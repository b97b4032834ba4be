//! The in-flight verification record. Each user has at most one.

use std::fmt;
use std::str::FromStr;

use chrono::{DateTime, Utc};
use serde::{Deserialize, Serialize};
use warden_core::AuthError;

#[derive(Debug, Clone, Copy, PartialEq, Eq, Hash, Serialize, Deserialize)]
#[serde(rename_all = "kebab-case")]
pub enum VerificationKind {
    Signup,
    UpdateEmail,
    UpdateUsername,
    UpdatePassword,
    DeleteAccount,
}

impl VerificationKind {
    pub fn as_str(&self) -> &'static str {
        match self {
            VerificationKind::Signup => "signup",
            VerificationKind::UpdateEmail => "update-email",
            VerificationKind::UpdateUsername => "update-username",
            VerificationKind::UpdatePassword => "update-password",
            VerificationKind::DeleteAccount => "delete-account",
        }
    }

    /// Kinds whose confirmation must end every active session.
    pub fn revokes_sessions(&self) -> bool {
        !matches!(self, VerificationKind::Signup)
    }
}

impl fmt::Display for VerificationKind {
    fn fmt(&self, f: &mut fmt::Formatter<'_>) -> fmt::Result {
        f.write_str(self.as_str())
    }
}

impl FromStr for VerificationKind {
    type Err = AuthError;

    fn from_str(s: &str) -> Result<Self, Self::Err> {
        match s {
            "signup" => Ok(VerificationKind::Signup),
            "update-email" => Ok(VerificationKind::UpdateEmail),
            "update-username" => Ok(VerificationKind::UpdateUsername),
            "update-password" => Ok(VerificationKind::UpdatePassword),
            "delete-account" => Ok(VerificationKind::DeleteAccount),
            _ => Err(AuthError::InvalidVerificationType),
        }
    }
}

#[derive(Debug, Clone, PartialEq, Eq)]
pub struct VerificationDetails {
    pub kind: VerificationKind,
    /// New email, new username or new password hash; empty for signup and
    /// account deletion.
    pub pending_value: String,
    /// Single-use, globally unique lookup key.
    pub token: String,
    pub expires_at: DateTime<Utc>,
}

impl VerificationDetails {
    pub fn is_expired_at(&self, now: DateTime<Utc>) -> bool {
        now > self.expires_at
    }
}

==

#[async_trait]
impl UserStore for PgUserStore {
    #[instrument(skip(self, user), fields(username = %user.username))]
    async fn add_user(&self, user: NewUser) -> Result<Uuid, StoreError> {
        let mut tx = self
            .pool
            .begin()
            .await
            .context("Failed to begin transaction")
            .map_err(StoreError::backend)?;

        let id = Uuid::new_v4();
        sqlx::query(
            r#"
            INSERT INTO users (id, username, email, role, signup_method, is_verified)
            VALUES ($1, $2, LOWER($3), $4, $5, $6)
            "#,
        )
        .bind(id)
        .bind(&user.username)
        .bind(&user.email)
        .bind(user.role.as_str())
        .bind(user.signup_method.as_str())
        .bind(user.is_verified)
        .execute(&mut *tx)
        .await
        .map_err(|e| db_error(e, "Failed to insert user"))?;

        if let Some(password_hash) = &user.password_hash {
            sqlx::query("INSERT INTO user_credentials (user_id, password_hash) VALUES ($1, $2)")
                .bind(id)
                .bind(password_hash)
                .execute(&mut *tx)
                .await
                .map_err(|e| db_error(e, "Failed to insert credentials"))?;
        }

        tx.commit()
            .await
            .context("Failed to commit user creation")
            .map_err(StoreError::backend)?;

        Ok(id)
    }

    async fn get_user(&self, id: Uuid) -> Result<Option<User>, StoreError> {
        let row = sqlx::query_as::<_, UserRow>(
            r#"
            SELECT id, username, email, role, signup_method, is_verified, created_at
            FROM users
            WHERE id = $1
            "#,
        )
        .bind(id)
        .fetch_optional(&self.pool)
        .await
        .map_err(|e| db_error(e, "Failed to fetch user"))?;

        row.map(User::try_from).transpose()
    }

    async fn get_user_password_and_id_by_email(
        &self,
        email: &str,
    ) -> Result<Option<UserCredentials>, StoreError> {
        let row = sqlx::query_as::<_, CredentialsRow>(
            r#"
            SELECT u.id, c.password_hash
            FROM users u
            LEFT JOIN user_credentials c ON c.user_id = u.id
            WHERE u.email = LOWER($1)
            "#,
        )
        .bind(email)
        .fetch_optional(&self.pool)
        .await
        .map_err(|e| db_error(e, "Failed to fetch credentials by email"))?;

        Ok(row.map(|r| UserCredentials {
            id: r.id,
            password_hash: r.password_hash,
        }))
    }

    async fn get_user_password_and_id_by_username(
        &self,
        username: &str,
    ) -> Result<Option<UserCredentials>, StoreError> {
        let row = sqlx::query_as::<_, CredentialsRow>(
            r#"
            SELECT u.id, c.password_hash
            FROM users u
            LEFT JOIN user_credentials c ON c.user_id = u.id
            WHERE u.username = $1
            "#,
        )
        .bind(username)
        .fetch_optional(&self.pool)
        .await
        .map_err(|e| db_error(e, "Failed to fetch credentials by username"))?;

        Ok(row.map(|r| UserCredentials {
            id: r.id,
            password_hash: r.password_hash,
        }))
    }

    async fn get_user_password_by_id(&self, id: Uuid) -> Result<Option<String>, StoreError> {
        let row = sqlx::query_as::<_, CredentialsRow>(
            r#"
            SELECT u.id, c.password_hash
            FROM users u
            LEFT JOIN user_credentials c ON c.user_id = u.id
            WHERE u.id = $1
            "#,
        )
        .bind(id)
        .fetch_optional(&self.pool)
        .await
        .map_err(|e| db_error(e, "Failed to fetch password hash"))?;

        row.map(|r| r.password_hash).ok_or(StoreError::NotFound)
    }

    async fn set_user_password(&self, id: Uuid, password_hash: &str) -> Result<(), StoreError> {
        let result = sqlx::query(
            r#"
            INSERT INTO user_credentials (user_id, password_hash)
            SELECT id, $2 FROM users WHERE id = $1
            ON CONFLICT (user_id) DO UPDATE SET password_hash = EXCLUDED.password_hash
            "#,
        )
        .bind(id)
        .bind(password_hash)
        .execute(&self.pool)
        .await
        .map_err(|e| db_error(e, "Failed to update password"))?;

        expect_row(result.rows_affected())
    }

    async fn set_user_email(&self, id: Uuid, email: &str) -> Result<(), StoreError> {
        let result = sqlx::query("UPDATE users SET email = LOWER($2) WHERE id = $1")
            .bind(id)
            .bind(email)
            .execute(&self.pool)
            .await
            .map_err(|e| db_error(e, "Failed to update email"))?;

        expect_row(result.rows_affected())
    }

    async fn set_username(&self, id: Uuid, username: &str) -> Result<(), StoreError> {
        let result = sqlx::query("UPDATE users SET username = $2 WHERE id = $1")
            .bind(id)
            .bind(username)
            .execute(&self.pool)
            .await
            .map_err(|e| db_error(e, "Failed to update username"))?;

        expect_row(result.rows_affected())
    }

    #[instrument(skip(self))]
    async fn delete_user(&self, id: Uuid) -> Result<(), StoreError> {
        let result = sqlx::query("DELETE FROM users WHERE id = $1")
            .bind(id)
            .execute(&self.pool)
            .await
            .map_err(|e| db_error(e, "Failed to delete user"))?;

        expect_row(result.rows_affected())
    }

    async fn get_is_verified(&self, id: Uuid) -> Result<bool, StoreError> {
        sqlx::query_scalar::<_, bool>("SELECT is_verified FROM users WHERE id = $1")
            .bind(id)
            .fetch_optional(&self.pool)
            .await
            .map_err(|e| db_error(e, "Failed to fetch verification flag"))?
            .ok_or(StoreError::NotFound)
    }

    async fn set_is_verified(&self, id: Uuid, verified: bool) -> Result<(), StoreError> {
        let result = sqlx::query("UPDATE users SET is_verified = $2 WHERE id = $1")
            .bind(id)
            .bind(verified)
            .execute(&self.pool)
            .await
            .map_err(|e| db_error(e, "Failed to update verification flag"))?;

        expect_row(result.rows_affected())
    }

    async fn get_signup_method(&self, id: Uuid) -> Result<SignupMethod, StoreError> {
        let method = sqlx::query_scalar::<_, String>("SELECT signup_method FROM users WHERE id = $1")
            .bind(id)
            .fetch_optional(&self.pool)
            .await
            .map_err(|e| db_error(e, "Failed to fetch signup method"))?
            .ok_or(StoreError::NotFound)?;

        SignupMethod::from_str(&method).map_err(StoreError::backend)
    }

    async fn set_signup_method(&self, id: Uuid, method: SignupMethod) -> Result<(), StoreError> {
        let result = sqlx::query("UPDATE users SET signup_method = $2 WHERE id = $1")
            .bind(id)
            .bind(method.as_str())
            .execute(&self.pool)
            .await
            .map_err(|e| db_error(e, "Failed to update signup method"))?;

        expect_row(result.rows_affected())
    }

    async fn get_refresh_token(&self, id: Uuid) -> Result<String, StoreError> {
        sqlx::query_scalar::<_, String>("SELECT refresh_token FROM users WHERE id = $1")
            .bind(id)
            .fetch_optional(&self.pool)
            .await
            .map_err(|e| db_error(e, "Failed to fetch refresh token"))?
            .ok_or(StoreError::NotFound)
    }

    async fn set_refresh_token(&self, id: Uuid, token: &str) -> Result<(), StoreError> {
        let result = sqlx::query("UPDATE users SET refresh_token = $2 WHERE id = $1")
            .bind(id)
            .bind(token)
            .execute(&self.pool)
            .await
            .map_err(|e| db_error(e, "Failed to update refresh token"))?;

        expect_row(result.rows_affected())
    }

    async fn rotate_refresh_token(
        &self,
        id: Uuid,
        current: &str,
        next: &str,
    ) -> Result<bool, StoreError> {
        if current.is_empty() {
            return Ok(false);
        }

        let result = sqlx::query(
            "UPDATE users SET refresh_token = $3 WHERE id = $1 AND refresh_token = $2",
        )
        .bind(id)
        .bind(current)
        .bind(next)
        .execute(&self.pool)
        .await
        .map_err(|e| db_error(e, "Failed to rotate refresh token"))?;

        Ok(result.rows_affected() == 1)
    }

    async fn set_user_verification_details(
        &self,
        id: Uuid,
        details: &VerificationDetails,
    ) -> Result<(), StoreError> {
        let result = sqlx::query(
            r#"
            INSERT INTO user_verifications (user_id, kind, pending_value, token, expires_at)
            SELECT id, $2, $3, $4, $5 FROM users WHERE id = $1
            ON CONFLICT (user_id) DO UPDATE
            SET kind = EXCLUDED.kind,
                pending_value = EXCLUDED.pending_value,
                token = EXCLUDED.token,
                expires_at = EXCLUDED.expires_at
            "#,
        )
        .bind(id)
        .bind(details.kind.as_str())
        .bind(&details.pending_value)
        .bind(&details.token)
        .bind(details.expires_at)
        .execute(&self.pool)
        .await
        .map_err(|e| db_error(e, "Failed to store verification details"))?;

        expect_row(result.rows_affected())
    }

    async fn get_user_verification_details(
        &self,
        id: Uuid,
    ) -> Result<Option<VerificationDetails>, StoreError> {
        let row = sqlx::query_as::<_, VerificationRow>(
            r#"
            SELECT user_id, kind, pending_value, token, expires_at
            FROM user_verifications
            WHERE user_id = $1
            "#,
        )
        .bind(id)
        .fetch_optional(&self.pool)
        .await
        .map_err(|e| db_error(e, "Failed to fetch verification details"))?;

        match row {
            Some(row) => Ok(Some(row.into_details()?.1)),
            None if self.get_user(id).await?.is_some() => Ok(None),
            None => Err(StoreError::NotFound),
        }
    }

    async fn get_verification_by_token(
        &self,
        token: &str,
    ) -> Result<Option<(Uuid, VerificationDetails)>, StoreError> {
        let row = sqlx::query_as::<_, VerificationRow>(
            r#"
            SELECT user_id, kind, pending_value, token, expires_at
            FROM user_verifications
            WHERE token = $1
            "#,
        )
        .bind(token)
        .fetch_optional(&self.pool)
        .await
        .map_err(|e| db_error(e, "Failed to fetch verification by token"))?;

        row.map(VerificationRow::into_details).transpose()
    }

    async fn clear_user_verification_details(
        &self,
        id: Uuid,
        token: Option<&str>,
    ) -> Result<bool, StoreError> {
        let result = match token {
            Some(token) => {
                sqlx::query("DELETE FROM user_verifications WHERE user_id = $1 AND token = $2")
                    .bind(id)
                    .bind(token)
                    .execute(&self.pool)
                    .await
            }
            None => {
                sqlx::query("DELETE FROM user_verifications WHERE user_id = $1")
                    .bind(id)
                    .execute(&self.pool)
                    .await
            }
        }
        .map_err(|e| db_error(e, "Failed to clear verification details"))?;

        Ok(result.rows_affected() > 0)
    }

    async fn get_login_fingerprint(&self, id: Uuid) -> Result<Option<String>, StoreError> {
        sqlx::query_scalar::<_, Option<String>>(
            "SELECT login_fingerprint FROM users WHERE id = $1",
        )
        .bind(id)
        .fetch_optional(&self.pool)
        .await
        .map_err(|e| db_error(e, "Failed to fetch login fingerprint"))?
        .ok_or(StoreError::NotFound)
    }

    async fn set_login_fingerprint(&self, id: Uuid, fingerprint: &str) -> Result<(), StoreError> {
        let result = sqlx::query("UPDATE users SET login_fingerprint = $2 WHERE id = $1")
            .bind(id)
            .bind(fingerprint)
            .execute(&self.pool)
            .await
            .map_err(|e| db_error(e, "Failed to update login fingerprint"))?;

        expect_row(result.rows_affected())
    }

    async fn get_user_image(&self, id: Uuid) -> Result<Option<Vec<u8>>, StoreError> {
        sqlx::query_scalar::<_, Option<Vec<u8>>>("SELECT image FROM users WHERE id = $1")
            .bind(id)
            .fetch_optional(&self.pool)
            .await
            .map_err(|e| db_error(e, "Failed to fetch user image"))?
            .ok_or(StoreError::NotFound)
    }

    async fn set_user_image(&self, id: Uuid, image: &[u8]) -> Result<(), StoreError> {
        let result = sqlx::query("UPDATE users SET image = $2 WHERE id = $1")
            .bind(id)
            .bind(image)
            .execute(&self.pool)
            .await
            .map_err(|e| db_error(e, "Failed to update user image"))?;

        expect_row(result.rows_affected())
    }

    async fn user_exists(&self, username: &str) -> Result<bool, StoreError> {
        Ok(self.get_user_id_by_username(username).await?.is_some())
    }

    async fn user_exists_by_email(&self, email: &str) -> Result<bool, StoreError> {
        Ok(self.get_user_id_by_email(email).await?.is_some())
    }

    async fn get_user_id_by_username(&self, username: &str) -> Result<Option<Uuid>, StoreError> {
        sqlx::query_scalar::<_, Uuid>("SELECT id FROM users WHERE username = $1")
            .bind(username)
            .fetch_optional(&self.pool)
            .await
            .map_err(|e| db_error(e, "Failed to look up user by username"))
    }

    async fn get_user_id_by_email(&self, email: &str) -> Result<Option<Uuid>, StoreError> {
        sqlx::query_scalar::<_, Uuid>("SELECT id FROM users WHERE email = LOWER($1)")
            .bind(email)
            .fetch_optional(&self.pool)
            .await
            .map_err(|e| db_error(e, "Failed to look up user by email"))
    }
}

# Problem to solve
Without adding anything, say how many lines in the listing above include the string "EXCLUDED".

# Expected answer
5